Industry News

Danièle Hromek: Country, art and yarns 

Stephen Olsen, Media at UDF  urbandesignforum.org.nz


Dr Danièle Hromek (Budawang/Yuin) brought much more to the company she founded in New South Wales in 2020 - Djinjama - than her many years of consulting and practising in cultural design and research.

“Without learning from my grandmother and family, plus broader kin networks and Knowledge Holders, I am nobody and I have nothing. This, alongside my relationship with Country, is the context through which I understand myself, in relation to them all,” says Danièle.

“Without that relational understanding, I (would) have no methodology to bring to our projects, I (would) have no approach to bring to design. This is why I take it so seriously and work on those relationships – including my relationship with Country”. 

In a Te Ao Māori sense this is her whakapapa, her whanaungatanga and where whenua and Country rest side-by-side with indigenous rights. 

As set out on the Djinjama website, Djinjama means to make, complete, produce or build something in Dhurga language, one of the languages from the South Coast of New South Wales. Djinjama is guided by some simple values based on the guidance of Elder Uncle Greg Simms. These values are: 

  • Always show respect

  • Acknowledge

  • Never be greedy and always share

  • Don’t take too much from the water or the bush

  • Always listen

Large aspects of Danièle’s distilled understandings of Country have appeared in successive frameworks published by the office of the Government Architect NSW (GANSW). 

An excerpt from a March 2020 GANSW discussion paper, Designing With Country, reads: “‘Country’ (capital C) has a different meaning to the western understanding of the word ‘country’ (small c). The western experience of land is one of property, an appropriated ground given a monetary value, a landscape that is tamed, built upon, produced, owned. In the Aboriginal sense of the word, Country relates to the nation or cultural group and land that they/we belong to, yearn for, find healing from and will return to. However, Country means much more than land, it is their/ our place of origin in cultural, spiritual and literal terms. It includes not only land but also skies and waters”.

The excerpt, as edited, finishes with: “Country soars high into the atmosphere, deep into the planet crust and far into the oceans. Country incorporates both the tangible and the intangible, for instance, all the knowledges and cultural practices associated with land. People are part of Country, and their/our identity is derived in a large way in relation to Country. Their/our belonging, nurturing and reciprocal relationships come through our connection to Country. In this way Country is key to our health and wellbeing. So caring for Country is not only caring for land, it is caring for themselves/ ourselves (Hromek 2019). Country holds everything including spaces and places. Spaces and places, even those in urban centres, are thus full of Country (Hromek 2018), and therefore need appropriate cultural care to ensure healthy landscapes”. 

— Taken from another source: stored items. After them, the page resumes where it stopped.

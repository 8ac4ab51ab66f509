//! Student repository implementation.

use std::collections::HashMap;

use async_trait::async_trait;
use sea_orm::{
    ActiveModelTrait, ColumnTrait, DatabaseConnection, EntityTrait, JoinType, PaginatorTrait,
    QueryFilter, QuerySelect, RelationTrait, Set, TransactionTrait,
};
use uuid::Uuid;

use super::entities::course;
use super::entities::student::{self, ActiveModel, Entity as StudentEntity};
use super::entities::student_course::{self, Entity as StudentCourseEntity};
use super::person_repository::PersonRepository;
use crate::domain::{Course, Person, PersonWithCourses};
use crate::errors::{AppError, AppResult};

/// Concrete implementation of PersonRepository for the students table
pub struct StudentStore {
    db: DatabaseConnection,
}

impl StudentStore {
    /// Create new repository instance
    pub fn new(db: DatabaseConnection) -> Self {
        Self { db }
    }

    /// Select students that are members of the named course.
    fn members_of(course_name: &str) -> sea_orm::Select<StudentEntity> {
        StudentEntity::find()
            .join(JoinType::InnerJoin, student::Relation::StudentCourses.def())
            .join(JoinType::InnerJoin, student_course::Relation::Course.def())
            .filter(course::Column::Name.eq(course_name))
    }

    /// Resolve the complete course list for each student in one query.
    async fn with_courses(&self, models: Vec<student::Model>) -> AppResult<Vec<PersonWithCourses>> {
        if models.is_empty() {
            return Ok(Vec::new());
        }

        let ids: Vec<Uuid> = models.iter().map(|m| m.id).collect();
        let links = StudentCourseEntity::find()
            .filter(student_course::Column::StudentId.is_in(ids))
            .find_also_related(course::Entity)
            .all(&self.db)
            .await
            .map_err(AppError::from)?;

        let mut courses_by_student: HashMap<Uuid, Vec<Course>> = HashMap::new();
        for (link, course_model) in links {
            if let Some(model) = course_model {
                courses_by_student
                    .entry(link.student_id)
                    .or_default()
                    .push(Course::try_from(model)?);
            }
        }

        Ok(models
            .into_iter()
            .map(|model| {
                let courses = courses_by_student.remove(&model.id).unwrap_or_default();
                PersonWithCourses {
                    person: Person::from(model),
                    courses,
                }
            })
            .collect())
    }
}

#[async_trait]
impl PersonRepository for StudentStore {
    async fn find_by_id(&self, id: Uuid) -> AppResult<Option<Person>> {
        let result = StudentEntity::find_by_id(id)
            .one(&self.db)
            .await
            .map_err(AppError::from)?;

        Ok(result.map(Person::from))
    }

    async fn find_with_courses(&self, id: Uuid) -> AppResult<Option<PersonWithCourses>> {
        let model = match StudentEntity::find_by_id(id)
            .one(&self.db)
            .await
            .map_err(AppError::from)?
        {
            Some(model) => model,
            None => return Ok(None),
        };

        let mut records = self.with_courses(vec![model]).await?;
        Ok(records.pop())
    }

    async fn find_by_natural_key(
        &self,
        name: &str,
        group: &str,
        age: i32,
    ) -> AppResult<Option<Person>> {
        let result = StudentEntity::find()
            .filter(student::Column::Name.eq(name))
            .filter(student::Column::GroupName.eq(group))
            .filter(student::Column::Age.eq(age))
            .one(&self.db)
            .await
            .map_err(AppError::from)?;

        Ok(result.map(Person::from))
    }

    async fn create(&self, name: String, age: i32, group: String) -> AppResult<Person> {
        let now = chrono::Utc::now();
        let active_model = ActiveModel {
            id: Set(Uuid::new_v4()),
            name: Set(name),
            age: Set(age),
            group_name: Set(group),
            created_at: Set(now),
            updated_at: Set(now),
        };

        let model = active_model.insert(&self.db).await.map_err(AppError::from)?;
        Ok(Person::from(model))
    }

    async fn update(&self, id: Uuid, name: String, age: i32, group: String) -> AppResult<Person> {
        let student = StudentEntity::find_by_id(id)
            .one(&self.db)
            .await?
            .ok_or_else(|| {
                AppError::not_found(format!("Student with ID {} does not exist", id))
            })?;

        let mut active: ActiveModel = student.into();
        active.name = Set(name);
        active.age = Set(age);
        active.group_name = Set(group);
        active.updated_at = Set(chrono::Utc::now());

        let model = active.update(&self.db).await.map_err(AppError::from)?;
        Ok(Person::from(model))
    }

    async fn delete(&self, id: Uuid) -> AppResult<()> {
        // Membership rows go in the same transaction; the removal is
        // all or nothing.
        let txn = self.db.begin().await.map_err(AppError::from)?;

        StudentCourseEntity::delete_many()
            .filter(student_course::Column::StudentId.eq(id))
            .exec(&txn)
            .await
            .map_err(AppError::from)?;

        let result = StudentEntity::delete_by_id(id)
            .exec(&txn)
            .await
            .map_err(AppError::from)?;

        if result.rows_affected == 0 {
            txn.rollback().await.map_err(AppError::from)?;
            return Err(AppError::not_found(format!(
                "Student with ID {} does not exist",
                id
            )));
        }

        txn.commit().await.map_err(AppError::from)?;
        Ok(())
    }

    async fn count(&self) -> AppResult<u64> {
        StudentEntity::find()
            .count(&self.db)
            .await
            .map_err(AppError::from)
    }

    async fn attach_course(&self, person_id: Uuid, course_id: Uuid) -> AppResult<()> {
        let link = student_course::ActiveModel {
            student_id: Set(person_id),
            course_id: Set(course_id),
        };

        link.insert(&self.db).await.map_err(AppError::from)?;
        Ok(())
    }

    async fn detach_course(&self, person_id: Uuid, course_id: Uuid) -> AppResult<()> {
        StudentCourseEntity::delete_many()
            .filter(student_course::Column::StudentId.eq(person_id))
            .filter(student_course::Column::CourseId.eq(course_id))
            .exec(&self.db)
            .await
            .map_err(AppError::from)?;

        Ok(())
    }

    async fn find_by_course(&self, course_name: &str) -> AppResult<Vec<PersonWithCourses>> {
        let models = Self::members_of(course_name)
            .all(&self.db)
            .await
            .map_err(AppError::from)?;

        self.with_courses(models).await
    }

    async fn find_by_group(&self, group: &str) -> AppResult<Vec<PersonWithCourses>> {
        let models = StudentEntity::find()
            .filter(student::Column::GroupName.eq(group))
            .all(&self.db)
            .await
            .map_err(AppError::from)?;

        self.with_courses(models).await
    }

    async fn find_older_than_in_course(
        &self,
        age: i32,
        course_name: &str,
    ) -> AppResult<Vec<PersonWithCourses>> {
        let models = Self::members_of(course_name)
            .filter(student::Column::Age.gt(age))
            .all(&self.db)
            .await
            .map_err(AppError::from)?;

        self.with_courses(models).await
    }

    async fn find_by_course_and_group(
        &self,
        course_name: &str,
        group: &str,
    ) -> AppResult<Vec<PersonWithCourses>> {
        let models = Self::members_of(course_name)
            .filter(student::Column::GroupName.eq(group))
            .all(&self.db)
            .await
            .map_err(AppError::from)?;

        self.with_courses(models).await
    }
}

UrbanismNZ/ UDF asked Danièle about the pace of growth in understandings about Country. She says it is “ a learning, unlearning and relearning process and I can see the industry around me generally really trying to do and be better.

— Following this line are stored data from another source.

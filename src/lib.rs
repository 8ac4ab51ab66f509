//! Classroom API - academic records backend
//!
//! This crate provides a REST API over two people directories (students
//! and teachers), a course catalog, course memberships, and read-only
//! reports across all of them.
//!
//! # Architecture Layers
//!
//! - **cli**: Command-line interface
//! - **commands**: CLI command implementations
//! - **config**: Application configuration and constants
//! - **domain**: Core business entities and logic
//! - **services**: Application use cases and business logic
//! - **infra**: Infrastructure concerns (database, repositories)
//! - **api**: HTTP handlers, extractors, and routes
//! - **errors**: Centralized error handling
//!
//! # CLI Usage
//!
//! ```bash
//! # Start the server
//! cargo run -- serve
//!
//! # Run migrations
//! cargo run -- migrate up
//! ```

pub mod api;
pub mod cli;
pub mod commands;
pub mod config;
pub mod domain;
pub mod errors;
pub mod infra;
pub mod services;

// Re-export commonly used types at crate root
pub use api::AppState;
pub use config::Config;
pub use domain::{Course, CourseType, Person, PersonKind};
pub use errors::{AppError, AppResult};
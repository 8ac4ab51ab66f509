//! Migration: Create classroom tables.
//!
//! Creates the course catalog, both person directories, and the two
//! membership join tables that link them.

use sea_orm_migration::prelude::*;

#[derive(DeriveMigrationName)]
pub struct Migration;

#[async_trait::async_trait]
impl MigrationTrait for Migration {
    async fn up(&self, manager: &SchemaManager) -> Result<(), DbErr> {
        manager
            .create_table(
                Table::create()
                    .table(Courses::Table)
                    .if_not_exists()
                    .col(ColumnDef::new(Courses::Id).uuid().not_null().primary_key())
                    .col(
                        ColumnDef::new(Courses::Name)
                            .string()
                            .not_null()
                            .unique_key(),
                    )
                    .col(
                        ColumnDef::new(Courses::CourseType)
                            .string_len(16)
                            .not_null(),
                    )
                    .col(
                        ColumnDef::new(Courses::CreatedAt)
                            .timestamp_with_time_zone()
                            .not_null()
                            .default(Expr::current_timestamp()),
                    )
                    .col(
                        ColumnDef::new(Courses::UpdatedAt)
                            .timestamp_with_time_zone()
                            .not_null()
                            .default(Expr::current_timestamp()),
                    )
                    .to_owned(),
            )
            .await?;

        manager
            .create_table(
                Table::create()
                    .table(Students::Table)
                    .if_not_exists()
                    .col(ColumnDef::new(Students::Id).uuid().not_null().primary_key())
                    .col(ColumnDef::new(Students::Name).string().not_null())
                    .col(ColumnDef::new(Students::Age).integer().not_null())
                    .col(ColumnDef::new(Students::GroupName).string().not_null())
                    .col(
                        ColumnDef::new(Students::CreatedAt)
                            .timestamp_with_time_zone()
                            .not_null()
                            .default(Expr::current_timestamp()),
                    )
                    .col(
                        ColumnDef::new(Students::UpdatedAt)
                            .timestamp_with_time_zone()
                            .not_null()
                            .default(Expr::current_timestamp()),
                    )
                    .to_owned(),
            )
            .await?;

        manager
            .create_table(
                Table::create()
                    .table(Teachers::Table)
                    .if_not_exists()
                    .col(ColumnDef::new(Teachers::Id).uuid().not_null().primary_key())
                    .col(ColumnDef::new(Teachers::Name).string().not_null())
                    .col(ColumnDef::new(Teachers::Age).integer().not_null())
                    .col(ColumnDef::new(Teachers::GroupName).string().not_null())
                    .col(
                        ColumnDef::new(Teachers::CreatedAt)
                            .timestamp_with_time_zone()
                            .not_null()
                            .default(Expr::current_timestamp()),
                    )
                    .col(
                        ColumnDef::new(Teachers::UpdatedAt)
                            .timestamp_with_time_zone()
                            .not_null()
                            .default(Expr::current_timestamp()),
                    )
                    .to_owned(),
            )
            .await?;

        // One row per (name, group, age) triple; backs the duplicate
        // pre-check in the directory services.
        manager
            .create_index(
                Index::create()
                    .name("idx_students_name_group_age")
                    .table(Students::Table)
                    .col(Students::Name)
                    .col(Students::GroupName)
                    .col(Students::Age)
                    .unique()
                    .to_owned(),
            )
            .await?;

        manager
            .create_index(
                Index::create()
                    .name("idx_teachers_name_group_age")
                    .table(Teachers::Table)
                    .col(Teachers::Name)
                    .col(Teachers::GroupName)
                    .col(Teachers::Age)
                    .unique()
                    .to_owned(),
            )
            .await?;

        // Membership join tables. The composite primary key doubles as
        // the at-most-one-membership guarantee; rows follow their person
        // and course on delete.
        manager
            .create_table(
                Table::create()
                    .table(StudentCourses::Table)
                    .if_not_exists()
                    .col(ColumnDef::new(StudentCourses::StudentId).uuid().not_null())
                    .col(ColumnDef::new(StudentCourses::CourseId).uuid().not_null())
                    .primary_key(
                        Index::create()
                            .col(StudentCourses::StudentId)
                            .col(StudentCourses::CourseId),
                    )
                    .foreign_key(
                        ForeignKey::create()
                            .name("fk_student_courses_student")
                            .from(StudentCourses::Table, StudentCourses::StudentId)
                            .to(Students::Table, Students::Id)
                            .on_delete(ForeignKeyAction::Cascade),
                    )
                    .foreign_key(
                        ForeignKey::create()
                            .name("fk_student_courses_course")
                            .from(StudentCourses::Table, StudentCourses::CourseId)
                            .to(Courses::Table, Courses::Id)
                            .on_delete(ForeignKeyAction::Cascade),
                    )
                    .to_owned(),
            )
            .await?;

        manager
            .create_table(
                Table::create()
                    .table(TeacherCourses::Table)
                    .if_not_exists()
                    .col(ColumnDef::new(TeacherCourses::TeacherId).uuid().not_null())
                    .col(ColumnDef::new(TeacherCourses::CourseId).uuid().not_null())
                    .primary_key(
                        Index::create()
                            .col(TeacherCourses::TeacherId)
                            .col(TeacherCourses::CourseId),
                    )
                    .foreign_key(
                        ForeignKey::create()
                            .name("fk_teacher_courses_teacher")
                            .from(TeacherCourses::Table, TeacherCourses::TeacherId)
                            .to(Teachers::Table, Teachers::Id)
                            .on_delete(ForeignKeyAction::Cascade),
                    )
                    .foreign_key(
                        ForeignKey::create()
                            .name("fk_teacher_courses_course")
                            .from(TeacherCourses::Table, TeacherCourses::CourseId)
                            .to(Courses::Table, Courses::Id)
                            .on_delete(ForeignKeyAction::Cascade),
                    )
                    .to_owned(),
            )
            .await?;

        Ok(())
    }

    async fn down(&self, manager: &SchemaManager) -> Result<(), DbErr> {
        manager
            .drop_table(Table::drop().table(StudentCourses::Table).to_owned())
            .await?;
        manager
            .drop_table(Table::drop().table(TeacherCourses::Table).to_owned())
            .await?;
        manager
            .drop_table(Table::drop().table(Students::Table).to_owned())
            .await?;
        manager
            .drop_table(Table::drop().table(Teachers::Table).to_owned())
            .await?;
        manager
            .drop_table(Table::drop().table(Courses::Table).to_owned())
            .await
    }
}

#[derive(Iden)]
enum Courses {
    Table,
    Id,
    Name,
    CourseType,
    CreatedAt,
    UpdatedAt,
}

#[derive(Iden)]
enum Students {
    Table,
    Id,
    Name,
    Age,
    GroupName,
    CreatedAt,
    UpdatedAt,
}

#[derive(Iden)]
enum Teachers {
    Table,
    Id,
    Name,
    Age,
    GroupName,
    CreatedAt,
    UpdatedAt,
}

#[derive(Iden)]
enum StudentCourses {
    Table,
    StudentId,
    CourseId,
}

#[derive(Iden)]
enum TeacherCourses {
    Table,
    TeacherId,
    CourseId,
}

“I know just four years ago when I finished my PhD, few knew what Country was. Many did not see the relevance, some did not care. This has changed and I’m very grateful to all those pushing to better themselves”.

Danièle holds a Doctor of Philosophy (Design), and Bachelor of Design (Interior Spatial Design, Performance major). On the doctorate she comments “I didn't know I was the first person of Aboriginal or Torres Strait Islander descent to finish the doctorate I studied for until it was clear there was nobody to examine my work, and nobody to look to as a mentor already in the industry. There is also that continuing problem for women in our industry that we are under-represented still in the highest levels”.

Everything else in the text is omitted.